Musically, The Fame coats its lyrics in a glistening dance-pop lacquer, opening up the music landscape, especially in America, for the imminent arrival of EDM. Suddenly four-on-the-floor beats were back on US radio, its beautifully dumb escapism becoming the soundtrack of the period. By 2009, as Gaga started work on what would become The Fame’s more artful follow-up, The Fame Monster, the newly dance-leaning Black Eyed Peas became the biggest band on the planet, while DJ David Guetta – with the help of Rihanna and Nicki Minaj – took up residency in the US Top 10.
As EDM’s jacked-up version of pop barrelled onwards, Gaga used The Fame Monster as a way of splintering off into other sonic territories, be it absorbing R&B on Telephone, Ace of Base-style Europop on Alejandro, or finessing Poker Face’s pummelling synth theatrics into the untouchable Bad Romance. Charli XCX, whose brand of party-girl pop would later also aim to fuse both high and low art, was paying close attention. “I remember when Lady Gaga first came out with Just Dance thinking, ‘This girl is playing the game,’” she told Zane Lowe last year. “She played the game to give herself the platform to be able to do whatever the fuck she wanted, on this insane level. I always respected that. I think it’s genius.”
“Her lyrics, sound, visuals, choreography, and fashion were unapologetic and unafraid. But more importantly, she had the songs” – Zara Larson
Anchoring The Fame’s maelstrom is Lady Gaga’s mix of pop genius and pure determination. There was no way The Fame wasn’t going to succeed. Cherry-picking iconography from the past – the Bowie-esque flash on her face, the multiple references to Warhol, the nods to Madonna – she created a new space for women pop stars to push both their musical content and imagery. Not many pop artists at the time were alluding to bisexuality in their biggest hits (Poker Face), or taking mischievous rides on disco sticks (LoveGame), for example. “I think The Fame really influenced pop because it was so bold,” agrees Swedish pop sensation Zara Larsson. “Her lyrics, sound, visuals, choreography, and fashion were unapologetic and unafraid. But more importantly, she had the songs – to come out the gate with Just Dance, Paparazzi, Poker Face, LoveGame… are you serious?!”

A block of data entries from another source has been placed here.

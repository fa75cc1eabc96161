//! Federated schema documents and subgraph health records.

use std::sync::Arc;
use std::time::Duration;

use serde::{Deserialize, Serialize};

use crate::observability::metrics;
use crate::store::{keys, SharedStore, StoreError};

/// Lifetime of a subgraph health record.
pub const SUBGRAPH_STATUS_TTL: Duration = Duration::from_secs(60);

/// Last observed health of one subgraph.
#[derive(Debug, Clone, PartialEq, Eq, Serialize, Deserialize)]
#[serde(rename_all = "camelCase")]
pub struct SubgraphStatus {
    pub healthy: bool,
    /// Unix seconds of the check.
    pub last_check: i64,
    pub service_name: String,
}

pub struct SchemaCache {
    store: Arc<dyn SharedStore>,
    ttl: Duration,
}

impl SchemaCache {
    pub fn new(store: Arc<dyn SharedStore>, ttl: Duration) -> Self {
        Self { store, ttl }
    }

    /// Cached schema for a service; empty documents count as a miss.
    pub async fn get_schema(&self, service: &str) -> Result<Option<String>, StoreError> {
        let cached = self
            .store
            .get(&schema_key(service))
            .await?
            .map(|raw| String::from_utf8_lossy(&raw).into_owned())
            .filter(|sdl| !sdl.is_empty());
        metrics::record_cache_lookup("schema", if cached.is_some() { "hit" } else { "miss" });
        Ok(cached)
    }

    pub async fn cache_schema(&self, service: &str, sdl: &str) -> Result<(), StoreError> {
        self.store
            .set(&schema_key(service), sdl.as_bytes().to_vec(), Some(self.ttl))
            .await
    }

    pub async fn set_subgraph_status(&self, service: &str, healthy: bool) -> Result<(), StoreError> {
        let status = SubgraphStatus {
            healthy,
            last_check: chrono::Utc::now().timestamp(),
            service_name: service.to_string(),
        };
        let data = serde_json::to_vec(&status)
            .map_err(|e| StoreError::UnexpectedReply(format!("encode subgraph status: {e}")))?;
        self.store
            .set(&status_key(service), data, Some(SUBGRAPH_STATUS_TTL))
            .await
    }

    pub async fn subgraph_status(&self, service: &str) -> Result<Option<SubgraphStatus>, StoreError> {
        match self.store.get(&status_key(service)).await? {
            None => Ok(None),
            Some(raw) => serde_json::from_slice(&raw)
                .map(Some)
                .map_err(|e| StoreError::UnexpectedReply(format!("invalid subgraph status: {e}"))),
        }
    }

    /// Health of a subgraph; no record means healthy.
    pub async fn is_healthy(&self, service: &str) -> Result<bool, StoreError> {
        Ok(self.subgraph_status(service).await?.map_or(true, |s| s.healthy))
    }
}

fn schema_key(service: &str) -> String {
    format!("{}{}", keys::SCHEMA_CACHE_PREFIX, service)
}

fn status_key(service: &str) -> String {
    format!("{}{}", keys::SUBGRAPH_STATUS_PREFIX, service)
}

#[cfg(test)]
mod tests {
    use super::*;
    use crate::store::MemoryStore;

    #[tokio::test]
    async fn test_schema_round_trip() {
        let store = Arc::new(MemoryStore::new());
        let cache = SchemaCache::new(store.clone(), Duration::from_secs(300));

        assert_eq!(cache.get_schema("orders").await.unwrap(), None);
        cache.cache_schema("orders", "type Query { orders: [Order] }").await.unwrap();
        assert_eq!(
            cache.get_schema("orders").await.unwrap().as_deref(),
            Some("type Query { orders: [Order] }")
        );
        assert!(store.ttl("gql:schema:orders").unwrap() <= Duration::from_secs(300));

        cache.cache_schema("empty", "").await.unwrap();
        assert_eq!(cache.get_schema("empty").await.unwrap(), None);
    }

    #[tokio::test]
    async fn test_subgraph_status() {
        let store = Arc::new(MemoryStore::new());
        let cache = SchemaCache::new(store.clone(), Duration::from_secs(300));

        assert!(cache.is_healthy("inventory").await.unwrap());
        cache.set_subgraph_status("inventory", false).await.unwrap();
        assert!(!cache.is_healthy("inventory").await.unwrap());

        let raw = store.get("gql:subgraph:status:inventory").await.unwrap().unwrap();
        let json: serde_json::Value = serde_json::from_slice(&raw).unwrap();
        assert_eq!(json["serviceName"], "inventory");
        assert_eq!(json["healthy"], false);
        assert!(json["lastCheck"].is_i64());
        assert!(store.ttl("gql:subgraph:status:inventory").unwrap() <= SUBGRAPH_STATUS_TTL);
    }

    #[tokio::test]
    async fn test_corrupt_status_is_an_error() {
        let store = Arc::new(MemoryStore::new());
        store
            .set("gql:subgraph:status:x", b"not json".to_vec(), None)
            .await
            .unwrap();
        let cache = SchemaCache::new(store, Duration::from_secs(300));
        assert!(cache.subgraph_status("x").await.is_err());
    }
}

Gaga’s presentation, meanwhile, was more high-fashion and extreme than your typical ‘pop princess’. From the start, Gaga sought to add high art to her aesthetic, building a team of creatives around her (the so-called Haus of Gaga), and swinging from a chandelier covered in fake blood at the end of her incredible MTV VMA performance in 2009. For a period, Gaga was everything, everywhere, spewing wonderfully oversized declarations of her own genius.
“I feel like I have so much to do,” Gaga told Rolling Stone in 2009. “The whole world sees the No. 1 records and the rise in sales and recognition, but my true legacy will be the test of time, and whether I can sustain a space in pop culture and really make stuff that will have a genuine impact.” Years later, having returned to stomping dance-pop with 2020’s Chromatica, that space in pop culture she envisioned on The Fame all those years ago is hers for keeps.